━━━ Supplied entries ━━━

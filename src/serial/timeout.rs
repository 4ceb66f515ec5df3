//! # Receive Timeout Policy
//!
//! A receive must never wait forever for a servo that does not answer, yet a
//! single fixed timeout is wrong across the range of baud rates and packet
//! sizes in use. The budget is the theoretical transfer time of the packet
//! plus a margin covering the USB adapter latency timer and scheduling jitter.

use std::time::{Duration, Instant};

use crate::constants::{
    BITS_PER_BYTE, LATENCY_TIME_DEFAULT_MS, LATENCY_TIME_MAX_MS, LATENCY_TIME_MIN_MS,
    TIMEOUT_FIXED_MARGIN_MS,
};

/// Computes timeout budgets from baud rate and packet length.
#[derive(Debug, Clone, Copy, PartialEq, Eq)]
pub struct TimeoutPolicy {
    latency_ms: u8,
}

impl Default for TimeoutPolicy {
    fn default() -> Self {
        TimeoutPolicy {
            latency_ms: LATENCY_TIME_DEFAULT_MS,
        }
    }
}

impl TimeoutPolicy {
    /// Build a policy for an adapter latency timer, in milliseconds.
    /// Returns `None` outside of `[1, 128]`.
    pub fn with_latency(latency_ms: u8) -> Option<Self> {
        (LATENCY_TIME_MIN_MS..=LATENCY_TIME_MAX_MS)
            .contains(&latency_ms)
            .then_some(TimeoutPolicy { latency_ms })
    }

    pub fn latency_ms(&self) -> u8 {
        self.latency_ms
    }

    /// Time needed to move one byte at `baud_rate`, in milliseconds.
    pub fn byte_transfer_ms(baud_rate: u32) -> f64 {
        BITS_PER_BYTE * 1000.0 / f64::from(baud_rate.max(1))
    }

    /// Budget for receiving `packet_len` bytes at `baud_rate`. Saturates at
    /// `Duration::MAX`.
    pub fn timeout_for(&self, baud_rate: u32, packet_len: usize) -> Duration {
        let transfer_ms = Self::byte_transfer_ms(baud_rate) * packet_len as f64;
        let margin_ms = 2.0 * f64::from(self.latency_ms) + TIMEOUT_FIXED_MARGIN_MS;
        Duration::try_from_secs_f64((transfer_ms + margin_ms) / 1000.0).unwrap_or(Duration::MAX)
    }

    /// Explicit budget, bypassing the computation.
    pub fn fixed(msec: f64) -> Duration {
        Duration::try_from_secs_f64(msec.max(0.0) / 1000.0).unwrap_or(Duration::MAX)
    }
}

/// A running timeout budget: when it started and how long it may last.
#[derive(Debug, Clone, Copy)]
pub struct TimeoutBudget {
    start: Instant,
    budget: Duration,
}

impl TimeoutBudget {
    /// Start a budget now.
    pub fn start(budget: Duration) -> Self {
        TimeoutBudget {
            start: Instant::now(),
            budget,
        }
    }

    pub fn budget(&self) -> Duration {
        self.budget
    }

    pub fn elapsed(&self) -> Duration {
        self.start.elapsed()
    }

    /// Time left before the budget expires, zero once it has.
    pub fn remaining(&self) -> Duration {
        self.budget.saturating_sub(self.elapsed())
    }

    /// Non-blocking check: has the operation exceeded its budget?
    pub fn check_timeout(&self) -> bool {
        self.elapsed() > self.budget
    }
}
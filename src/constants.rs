//! Serial Link Constants
//!
//! Baud-rate tables, tolerances and timing defaults shared by the resolver,
//! the timeout policy and the link itself.

/// Maximum relative error accepted when matching a requested rate against the
/// standard baud table (1.5%). Beyond it the rate is applied as a custom speed.
pub const BAUD_TOLERANCE: f64 = 0.015;

/// Bits on the wire per byte for an 8N1 frame (start + 8 data + stop).
pub const BITS_PER_BYTE: f64 = 10.0;

/// Default USB adapter latency timer in milliseconds (FTDI factory value).
pub const LATENCY_TIME_DEFAULT_MS: u8 = 16;

/// Accepted latency timer range in milliseconds.
pub const LATENCY_TIME_MIN_MS: u8 = 1;
pub const LATENCY_TIME_MAX_MS: u8 = 128;

/// Fixed scheduling margin added to every timeout budget, in milliseconds.
pub const TIMEOUT_FIXED_MARGIN_MS: f64 = 2.0;

/// Baud values below this are treated as a protocol baud index by
/// `BaudRequest::from_raw`.
pub const BAUD_INDEX_LIMIT: u32 = 255;

/// Path value that asks for the first scanned adapter.
pub const AUTO_DEVICE: &str = "auto";

/// Prefix of the lock artifact created next to other lockdev-style locks.
pub const LOCK_FILE_PREFIX: &str = "LCK..";

// ----------------------------------------------------------------------------
// Literal baud ranges and defaults per servo family
// ----------------------------------------------------------------------------

pub const HERKULEX_BAUD_MIN: u32 = 57_600;
pub const HERKULEX_BAUD_MAX: u32 = 1_000_000;
pub const DYNAMIXEL_BAUD_MIN: u32 = 2_400;
pub const DYNAMIXEL_BAUD_MAX: u32 = 10_500_000;

pub const HERKULEX_DEFAULT_BAUD: u32 = 115_200;
pub const DYNAMIXEL_DEFAULT_BAUD: u32 = 57_600;
pub const DYNAMIXEL_FAST_DEFAULT_BAUD: u32 = 1_000_000;
pub const GENERIC_DEFAULT_BAUD: u32 = 57_600;

// ----------------------------------------------------------------------------
// Adapter bandwidth caps
// ----------------------------------------------------------------------------

pub const FTDI_MAX_BAUD: u32 = 4_500_000;
pub const USB2AX_MAX_BAUD: u32 = 1_000_000;
pub const ZIG100_MAX_BAUD: u32 = 115_200;

// ----------------------------------------------------------------------------
// Baud index tables
// ----------------------------------------------------------------------------

/// Dynamixel XL-320 baud index table.
pub const DXL_XL320_BAUD_TABLE: [u32; 4] = [9_600, 57_600, 115_200, 1_000_000];

/// Dynamixel X series baud index table.
pub const DXL_X_BAUD_TABLE: [u32; 8] = [
    9_600, 57_600, 115_200, 1_000_000, 2_000_000, 3_000_000, 4_000_000, 4_500_000,
];

/// Dynamixel PRO baud index table.
pub const DXL_PRO_BAUD_TABLE: [u32; 8] = [
    9_600, 57_600, 115_200, 1_000_000, 2_000_000, 3_000_000, 4_000_000, 10_500_000,
];

/// HerkuleX baud index table, as (index, rate) pairs.
pub const HKX_BAUD_TABLE: [(u8, u32); 7] = [
    (0x02, 666_666),
    (0x03, 500_000),
    (0x04, 400_000),
    (0x07, 250_000),
    (0x09, 200_000),
    (0x10, 115_200),
    (0x22, 57_600),
];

━━━

» Aim of the task
Lines containing the word "Copy" are to be located in the entries and copied.

» Response to this exercise
#[derive(Debug, Clone, Copy, PartialEq, Eq)]
#[derive(Debug, Clone, Copy)]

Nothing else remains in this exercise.